Planet Carlton

Gentle Reader -- You are welcome to peruse my web-based journal. I assure you that my contributions to this medium will be both infrequent and inconsequential. Read on!

This page is powered by Blogger. Isn't yours?
Monday, May 23, 2005

SOME NOLA PIX

Just back in town long enough to pack and have a job interview (I know!). Meanwhile, I thought my public might enjoy some pix from our trip. Molly and I weren't doing much picture taking at the wedding, of course, so the best pix will probably come from other people. I have always depended on the digital cameras of strangers . . .





Sherry gives a short lecture on marriage . . . or Shel Silverstein . . . or something.  Posted by Hello





I'm the new Number 2! Posted by Hello





cold feet? Posted by Hello





showing the rock Posted by Hello





The lovebirds Posted by Hello



Sunday, May 15, 2005


I won't be posting for a little while! Posted by Hello

ETA:

Just thought I'd add a bit before going on hiatus. There are some new developments. I'm angling towards a lawyer-type job that would last a little while, and we're having serious conversations about our next steps, professionally and geographically. The wedding is actually the most well-defined part of the whole next several months. We have been trying to nail down the thousand different details accompanying the event -- I don't mind saying that Molly has really taken it by the horns, and I've just been her ignorant helper.

This period immediately before the wedding is really nutty. Anything bad that happens now will be fraught with extra significance: "He had a car accident the week before their wedding!" "He got food poisoning a week before their wedding!" I imagine that a graph of this phenomenon would show the "fraught with significance" level to plateau in this week and then spike sharply on the day itself, when even minor events will seem like omens and portents: "He got a parking ticket on the day of the wedding!" "He woke up and found he had a hangnail on his wedding day!" Then, of course, it will drop off and nothing will have any significance ever again.

Oh, and a note from Carlton Manners: [Edited to remove comment that a person might correctly perceive to be aimed at him- or her- self.]

Ciao, everyone.
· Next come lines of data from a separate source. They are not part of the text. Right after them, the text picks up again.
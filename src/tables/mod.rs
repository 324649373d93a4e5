//! Ordered tables of named document entries (levels, family symbols)

use crate::error::{ModelError, Result};
use crate::types::ElementId;
use indexmap::IndexMap;

pub mod family_symbol;
pub mod level;

pub use family_symbol::FamilySymbol;
pub use level::Level;

/// Base trait for all table entries
pub trait TableEntry {
    /// Get the entry's element id
    fn id(&self) -> ElementId;

    /// Set the entry's element id
    fn set_id(&mut self, id: ElementId);

    /// Get the entry's name
    fn name(&self) -> &str;
}

/// Table of entries keyed by element id, kept in insertion order
///
/// Names are not keys: several entries may share a name, and name lookup is
/// exact and case-sensitive.
#[derive(Debug, Clone)]
pub struct Table<T: TableEntry> {
    entries: IndexMap<ElementId, T>,
}

impl<T: TableEntry> Table<T> {
    /// Create a new empty table
    pub fn new() -> Self {
        Table {
            entries: IndexMap::new(),
        }
    }

    /// Add an entry; its id must be valid and unused
    pub fn add(&mut self, entry: T) -> Result<()> {
        let id = entry.id();
        if id.is_invalid() {
            return Err(ModelError::Custom(format!(
                "Entry '{}' has no element id",
                entry.name()
            )));
        }
        if self.entries.contains_key(&id) {
            return Err(ModelError::Custom(format!(
                "Element id {} already exists in table",
                id
            )));
        }
        self.entries.insert(id, entry);
        Ok(())
    }

    /// Get an entry by id
    pub fn get(&self, id: ElementId) -> Option<&T> {
        self.entries.get(&id)
    }

    /// Get a mutable entry by id
    pub fn get_mut(&mut self, id: ElementId) -> Option<&mut T> {
        self.entries.get_mut(&id)
    }

    /// First entry whose name equals `name` exactly
    pub fn find_by_name(&self, name: &str) -> Option<&T> {
        self.entries.values().find(|e| e.name() == name)
    }

    /// Check if an entry exists
    pub fn contains(&self, id: ElementId) -> bool {
        self.entries.contains_key(&id)
    }

    /// Get the number of entries
    pub fn len(&self) -> usize {
        self.entries.len()
    }

    /// Check if the table is empty
    pub fn is_empty(&self) -> bool {
        self.entries.is_empty()
    }

    /// Iterate over all entries in insertion order
    pub fn iter(&self) -> impl Iterator<Item = &T> {
        self.entries.values()
    }
}

impl<T: TableEntry> Default for Table<T> {
    fn default() -> Self {
        Self::new()
    }
}
//! Error types for bim-envelope

use crate::elements::Category;
use crate::types::ElementId;
use thiserror::Error;

/// Main error type for envelope construction
#[derive(Debug, Error)]
pub enum ModelError {
    /// No level carries the requested name
    #[error("Level not found: {0:?}")]
    LevelNotFound(String),

    /// Unit cannot be converted to internal length units
    #[error("Unsupported unit: {0}")]
    UnsupportedUnit(String),

    /// No family symbol matches the requested family/type pair
    #[error("{category} type not found: family {family:?}, type {type_name:?}")]
    TypeNotFound {
        category: Category,
        family: String,
        type_name: String,
    },

    /// The host refused a creation or parameter change
    #[error("Host mutation failed: {0}")]
    HostMutation(String),

    /// Element referenced by id does not exist in the document
    #[error("Element not found: {0}")]
    ElementNotFound(ElementId),

    /// Transaction misuse (nested start, commit without start)
    #[error("Transaction error: {0}")]
    Transaction(String),

    /// The host reported that the user cancelled the operation
    #[error("Cancelled: {0}")]
    Cancelled(String),

    /// Configuration values are inconsistent
    #[error("Invalid configuration: {0}")]
    InvalidConfig(String),

    /// Configuration text could not be parsed
    #[error("Configuration parse error: {0}")]
    ConfigParse(#[from] toml::de::Error),

    /// IO error while reading configuration
    #[error("IO error: {0}")]
    Io(#[from] std::io::Error),

    /// Generic error with custom message
    #[error("{0}")]
    Custom(String),
}

impl ModelError {
    /// Check whether this error represents a user cancellation
    pub fn is_cancellation(&self) -> bool {
        matches!(self, ModelError::Cancelled(_))
    }
}

/// Result type alias for bim-envelope operations
pub type Result<T> = std::result::Result<T, ModelError>;

impl From<String> for ModelError {
    fn from(s: String) -> Self {
        ModelError::Custom(s)
    }
}

impl From<&str> for ModelError {
    fn from(s: &str) -> Self {
        ModelError::Custom(s.to_string())
    }
}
The wedding is on May 21, 2005, at noon. The Satanic cathedral was booked at midnight, or we would have had it then. We are offering up Molly's younger sister as a sacrifice.



Friday, May 06, 2005

BECAUSE YOU ONLY GET SICK WHEN YOU ARE WORKING, RIGHT?

Here is a link to a post at a blog called Suburban Gorilla (read the one called "National Disgrace") by a woman facing the prospect of losing 1) her job, and thus 2) her health insurance, and 3) her leg from a mysterious illness. I'll spoil the suspense by telling you that she doesn't actually have bone cancer (which is what she feared). But if she DID, and didn't have health insurance, what would she do?

This is a subject close to my heart, as you might imagine. I think it's shameful that we link health care to working at a job a certain number of hours a week -- not only because it leaves a lot of people with no coverage (or paying through the nose for COBRA coverage, like yours truly), but because it is an active brake on business and entrepreneurship in this country. If I were a guy with a great idea for a new business, I would be discouraged from quitting my job at Megacorp, Inc. to set it up, not only because of the financial risks involved but also because Little Freddie Otis Lawless King might get sick and not get proper care because we don't have insurance. And then, even if I get the business going, I will actually have to get into the health insurance business for my employees, paying my share of the rising premiums and facing unbelievable admnistrative hassles.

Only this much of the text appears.